[Start of Attachment]
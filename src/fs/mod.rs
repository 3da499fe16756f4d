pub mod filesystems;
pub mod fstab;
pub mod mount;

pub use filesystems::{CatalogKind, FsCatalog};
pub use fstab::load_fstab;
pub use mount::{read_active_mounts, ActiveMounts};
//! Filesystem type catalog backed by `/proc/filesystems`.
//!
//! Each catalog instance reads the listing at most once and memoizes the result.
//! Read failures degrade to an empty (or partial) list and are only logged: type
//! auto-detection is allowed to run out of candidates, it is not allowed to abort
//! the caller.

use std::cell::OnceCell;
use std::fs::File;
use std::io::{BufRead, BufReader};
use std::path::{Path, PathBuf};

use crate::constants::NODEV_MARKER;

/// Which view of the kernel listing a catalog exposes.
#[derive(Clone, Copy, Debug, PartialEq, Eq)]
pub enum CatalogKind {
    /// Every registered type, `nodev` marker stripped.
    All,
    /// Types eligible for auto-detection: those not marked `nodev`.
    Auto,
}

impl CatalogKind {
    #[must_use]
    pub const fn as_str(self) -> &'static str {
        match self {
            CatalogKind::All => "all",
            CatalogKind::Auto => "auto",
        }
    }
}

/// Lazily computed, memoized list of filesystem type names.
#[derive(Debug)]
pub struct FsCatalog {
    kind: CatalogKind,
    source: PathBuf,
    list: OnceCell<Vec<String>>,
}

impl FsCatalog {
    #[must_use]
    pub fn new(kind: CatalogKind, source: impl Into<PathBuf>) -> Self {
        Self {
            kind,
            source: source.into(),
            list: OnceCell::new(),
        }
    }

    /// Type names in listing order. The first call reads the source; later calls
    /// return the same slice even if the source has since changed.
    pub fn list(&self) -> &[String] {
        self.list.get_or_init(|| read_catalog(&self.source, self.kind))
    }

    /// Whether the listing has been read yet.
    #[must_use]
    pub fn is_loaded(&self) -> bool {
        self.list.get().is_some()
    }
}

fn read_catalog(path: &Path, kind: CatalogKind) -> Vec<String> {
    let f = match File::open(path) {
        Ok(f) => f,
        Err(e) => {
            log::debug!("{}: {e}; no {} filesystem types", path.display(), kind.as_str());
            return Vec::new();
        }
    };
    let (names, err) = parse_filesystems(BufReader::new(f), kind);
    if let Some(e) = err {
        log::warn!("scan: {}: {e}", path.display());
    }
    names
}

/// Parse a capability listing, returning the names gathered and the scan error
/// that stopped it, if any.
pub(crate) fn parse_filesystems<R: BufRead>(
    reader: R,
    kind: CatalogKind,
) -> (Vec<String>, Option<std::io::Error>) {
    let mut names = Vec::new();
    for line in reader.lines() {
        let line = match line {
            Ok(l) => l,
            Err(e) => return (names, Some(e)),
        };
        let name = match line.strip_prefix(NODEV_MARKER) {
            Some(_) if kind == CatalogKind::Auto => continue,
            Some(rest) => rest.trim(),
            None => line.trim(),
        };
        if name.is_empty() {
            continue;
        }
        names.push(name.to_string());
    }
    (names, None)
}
[End of Attachment]
[Start of Attachment]
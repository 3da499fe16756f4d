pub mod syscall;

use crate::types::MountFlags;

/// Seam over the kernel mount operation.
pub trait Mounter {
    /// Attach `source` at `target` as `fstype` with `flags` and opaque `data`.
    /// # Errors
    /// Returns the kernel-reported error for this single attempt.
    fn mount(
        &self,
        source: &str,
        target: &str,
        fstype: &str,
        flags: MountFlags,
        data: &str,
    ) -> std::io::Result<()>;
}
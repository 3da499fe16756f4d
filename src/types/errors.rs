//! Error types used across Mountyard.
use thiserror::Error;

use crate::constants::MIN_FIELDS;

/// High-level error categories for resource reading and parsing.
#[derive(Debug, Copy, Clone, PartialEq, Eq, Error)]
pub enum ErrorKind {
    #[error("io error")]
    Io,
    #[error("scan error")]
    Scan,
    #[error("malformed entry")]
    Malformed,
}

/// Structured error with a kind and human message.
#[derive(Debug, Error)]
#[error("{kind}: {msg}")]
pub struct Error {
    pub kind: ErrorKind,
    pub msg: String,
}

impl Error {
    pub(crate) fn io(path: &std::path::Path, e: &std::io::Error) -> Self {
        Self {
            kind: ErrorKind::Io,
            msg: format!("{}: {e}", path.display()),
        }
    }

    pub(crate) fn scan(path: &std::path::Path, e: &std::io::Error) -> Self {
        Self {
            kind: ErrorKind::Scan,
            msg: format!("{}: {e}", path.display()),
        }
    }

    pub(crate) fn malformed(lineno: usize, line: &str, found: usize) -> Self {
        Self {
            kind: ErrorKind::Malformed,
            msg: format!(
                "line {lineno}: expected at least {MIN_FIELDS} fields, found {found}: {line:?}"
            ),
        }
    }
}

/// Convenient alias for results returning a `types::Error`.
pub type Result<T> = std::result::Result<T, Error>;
[End of Attachment]
[Start of Attachment]
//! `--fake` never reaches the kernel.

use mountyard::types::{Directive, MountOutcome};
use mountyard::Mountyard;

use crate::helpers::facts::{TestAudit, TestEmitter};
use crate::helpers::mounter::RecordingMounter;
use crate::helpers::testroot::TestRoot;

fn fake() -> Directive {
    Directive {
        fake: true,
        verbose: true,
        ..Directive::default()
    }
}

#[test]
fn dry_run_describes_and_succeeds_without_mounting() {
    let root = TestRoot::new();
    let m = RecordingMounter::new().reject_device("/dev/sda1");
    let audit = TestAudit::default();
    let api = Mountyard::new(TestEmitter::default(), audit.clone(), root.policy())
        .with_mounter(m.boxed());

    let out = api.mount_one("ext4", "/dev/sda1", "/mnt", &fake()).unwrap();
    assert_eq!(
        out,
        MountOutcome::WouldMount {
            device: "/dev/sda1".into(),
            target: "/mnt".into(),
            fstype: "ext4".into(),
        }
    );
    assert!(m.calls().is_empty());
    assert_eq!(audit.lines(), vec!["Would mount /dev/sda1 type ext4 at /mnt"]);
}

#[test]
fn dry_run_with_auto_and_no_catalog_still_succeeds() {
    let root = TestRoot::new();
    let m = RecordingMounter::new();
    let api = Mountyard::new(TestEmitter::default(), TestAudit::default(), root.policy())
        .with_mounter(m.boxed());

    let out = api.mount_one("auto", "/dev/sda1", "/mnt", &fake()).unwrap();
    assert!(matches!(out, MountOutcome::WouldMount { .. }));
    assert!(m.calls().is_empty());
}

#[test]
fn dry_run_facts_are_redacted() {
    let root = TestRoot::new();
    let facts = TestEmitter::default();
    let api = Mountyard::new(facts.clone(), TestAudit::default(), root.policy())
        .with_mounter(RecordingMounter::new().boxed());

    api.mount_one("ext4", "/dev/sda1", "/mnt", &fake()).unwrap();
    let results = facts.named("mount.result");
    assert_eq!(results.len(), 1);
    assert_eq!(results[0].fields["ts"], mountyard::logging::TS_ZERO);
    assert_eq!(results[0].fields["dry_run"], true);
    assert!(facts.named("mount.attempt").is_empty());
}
[End of Attachment]
Required work: Everything above from the line containing "filename src/fs/mod.rs" down to the line containing "only logged: type" is to be transcribed exactly, with both of those lines included and nothing else added.

Output of the exercise:
filename src/fs/mod.rs
repository 3da499fe16756f4d
pub mod filesystems;
pub mod fstab;
pub mod mount;

pub use filesystems::{CatalogKind, FsCatalog};
pub use fstab::load_fstab;
pub use mount::{read_active_mounts, ActiveMounts};
//! Filesystem type catalog backed by `/proc/filesystems`.
//!
//! Each catalog instance reads the listing at most once and memoizes the result.
//! Read failures degrade to an empty (or partial) list and are only logged: type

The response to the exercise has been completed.